Typically, most people develop their interest in paddling after either renting a boat while on vacation, or by being invited by a friend who has one to loan or they saw others doing it and it peaked their interest. They decide that kayaking is something they want to get into so they immediately begin a quest to get their own boat. It is at this point that the mistakes begin.
- They haven’t paddled enough to know what kind of boat they need. Kayaks are very specialized. No one boat does everything. There are some that can be used in different settings and environments, but no one boat will do it all. You need to identify what you will be mainly using it for and where because paddling a kayak in water it was not designed to be in can be dangerous. Also, ask yourself what will I be carrying with me when I go? How much storage space do I need? How will I transport it? These are all questions that need to be answered before you make a purchase because this is what determines what you should buy.
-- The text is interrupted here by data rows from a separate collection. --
//! Oblivious transfer benchmarks using `criterion`.

use criterion::{criterion_group, criterion_main, Criterion};
use dlog::{unix_channel_pair, RistrettoGroup, ZpSafePrimeGroup};
use dlog_ot::{
    ot::{
        BatchOtReceiver, BatchOtSender, OneSidedSimulation, OtReceiver, OtSender, PrivacyOnly,
        Receiver, SemiHonest, Sender,
    },
    ProtocolConfig,
};
use rand::SeedableRng;
use rand_chacha::ChaCha20Rng;
use std::time::Duration;

/// Number of transfers per benchmark iteration.
const T: usize = 16;

fn rand_msg_vec(size: usize) -> Vec<(Vec<u8>, Vec<u8>)> {
    (0..size)
        .map(|_| (rand::random::<[u8; 16]>().to_vec(), rand::random::<[u8; 16]>().to_vec()))
        .collect()
}

fn rand_bool_vec(size: usize) -> Vec<bool> {
    (0..size).map(|_| rand::random::<bool>()).collect()
}

fn _bench_ot<OTSender, OTReceiver>(
    mut sender_ot: OTSender,
    mut receiver_ot: OTReceiver,
    bs: &[bool],
    ms: Vec<(Vec<u8>, Vec<u8>)>,
) where
    OTSender: Sender<Msg = Vec<u8>> + Send + 'static,
    OTReceiver: Receiver<Msg = Vec<u8>>,
{
    let (mut sender, mut receiver) = unix_channel_pair();
    let handle = std::thread::spawn(move || {
        let mut rng = ChaCha20Rng::from_entropy();
        sender_ot.send(&mut sender, &ms, &mut rng).unwrap();
    });
    let mut rng = ChaCha20Rng::from_entropy();
    receiver_ot.receive(&mut receiver, bs, &mut rng).unwrap();
    handle.join().unwrap();
}

fn bench_ot(c: &mut Criterion) {
    let group = RistrettoGroup::new();
    let config = ProtocolConfig::default();
    c.bench_function("ot::SemiHonest", |bench| {
        let ms = rand_msg_vec(T);
        let bs = rand_bool_vec(T);
        bench.iter(|| {
            _bench_ot(
                OtSender::<_, SemiHonest, Vec<u8>>::new(&group, config).unwrap(),
                OtReceiver::<_, SemiHonest, Vec<u8>>::new(&group, config).unwrap(),
                &bs,
                ms.clone(),
            )
        })
    });
    c.bench_function("ot::PrivacyOnly", |bench| {
        let ms = rand_msg_vec(T);
        let bs = rand_bool_vec(T);
        bench.iter(|| {
            _bench_ot(
                OtSender::<_, PrivacyOnly, Vec<u8>>::new(&group, config).unwrap(),
                OtReceiver::<_, PrivacyOnly, Vec<u8>>::new(&group, config).unwrap(),
                &bs,
                ms.clone(),
            )
        })
    });
    c.bench_function("ot::OneSidedSimulation", |bench| {
        let ms = rand_msg_vec(T);
        let bs = rand_bool_vec(T);
        bench.iter(|| {
            _bench_ot(
                OtSender::<_, OneSidedSimulation, Vec<u8>>::new(&group, config).unwrap(),
                OtReceiver::<_, OneSidedSimulation, Vec<u8>>::new(&group, config).unwrap(),
                &bs,
                ms.clone(),
            )
        })
    });
}

fn bench_batch_ot(c: &mut Criterion) {
    let config = ProtocolConfig::default();
    let group = RistrettoGroup::new();
    c.bench_function("batch_ot::SemiHonest", |bench| {
        let ms = rand_msg_vec(T);
        let bs = rand_bool_vec(T);
        bench.iter(|| {
            _bench_ot(
                BatchOtSender::<_, SemiHonest, Vec<u8>>::new(&group, config).unwrap(),
                BatchOtReceiver::<_, SemiHonest, Vec<u8>>::new(&group, config).unwrap(),
                &bs,
                ms.clone(),
            )
        })
    });
    c.bench_function("batch_ot::OneSidedSimulation", |bench| {
        let ms = rand_msg_vec(T);
        let bs = rand_bool_vec(T);
        bench.iter(|| {
            _bench_ot(
                BatchOtSender::<_, OneSidedSimulation, Vec<u8>>::new(&group, config).unwrap(),
                BatchOtReceiver::<_, OneSidedSimulation, Vec<u8>>::new(&group, config).unwrap(),
                &bs,
                ms.clone(),
            )
        })
    });
    let zp = ZpSafePrimeGroup::modp_2048();
    c.bench_function("batch_ot::SemiHonest::modp_2048", |bench| {
        let ms = rand_msg_vec(T);
        let bs = rand_bool_vec(T);
        bench.iter(|| {
            _bench_ot(
                BatchOtSender::<_, SemiHonest, Vec<u8>>::new(&zp, config).unwrap(),
                BatchOtReceiver::<_, SemiHonest, Vec<u8>>::new(&zp, config).unwrap(),
                &bs,
                ms.clone(),
            )
        })
    });
}

criterion_group! {
    name = ot;
    config = Criterion::default().warm_up_time(Duration::from_millis(100)).sample_size(10);
    targets = bench_ot, bench_batch_ot
}

criterion_main!(ot);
- They buy the cheapest kayak they can without researching. Buying a kayak can be an expensive purchase. I love saving money and admit, that most of my boats have been purchased used. There is nothing wrong with that at all and I encourage people to do the same. But, most first kayaks come from big box stores that don’t specialize in paddling. Yes, these stores sell boats and in many cases, sell some very good boats, but many of the kayaks you find in these stores are designed only to float. They don’t track well, have uncomfortable seats, limited storage and many have excessive weight. Not to mention that the clerk that stocks the shelves in these stores typically has no experience paddling and often offers uninformed advice to the consumer. Add all these things together and often, new paddlers end up with a boat that is uncomfortable to sit in, hard to handle and difficult to load and transport. Kayaking then becomes a chore, not a joy. I am in no way saying you should always buy your boat from a specialized kayak dealer, but before you purchase that $250 kayak from a big box retailer, do some research on that model and read reviews. Find out what others who own it have to say about it. If possible, find a place that rents that model. Paddle it, carry it, load it with whatever you would normally carry with you and put it through its paces. If it is the boat for you, now you know, if not, move on until you find the right one. It is much better to spend $20 -$30 dollars to learn a boat is not for you than to spend $200 – $300 and own something you don’t like.
- They buy the wrong paddle. After buying a kayak, many people buy the cheapest paddle on the rack. Remember, the paddle is your propulsion system, just as much research needs to go into that selection as the boat. Not all paddles are the same. There are different lengths, construction materials (aluminum, fiberglass, carbon fiber, graphite) blade shapes and blade stiffness. Any paddle will get you moving, but the right paddle will make it a lot less work and a more enjoyable experience. Just like testing out the boat, you should test paddles too. Test different lengths, construction materials etc. to find the one that best fits your paddle style and is most comfortable for you to use. Am I saying you should buy a high end paddle? Only if that is the one that makes your experience more enjoyable. I know people who use $500 carbon fiber models because of the light weight and love them and others who use inexpensive aluminum paddles and swear by them, but in both cases, they are using the paddle that is right for them. To get the most out of kayaking, you need to find what works best for you, to know that, you have to do your research.
One of the great things about kayaking is once you make your initial investment, if you have made the right choices you don’t have to sink more money into it. Your boat and paddle can and usually will last you for a very long time. By doing your research and finding the equipment that is right for you, it will be a one time investment that you will enjoy for many years to come.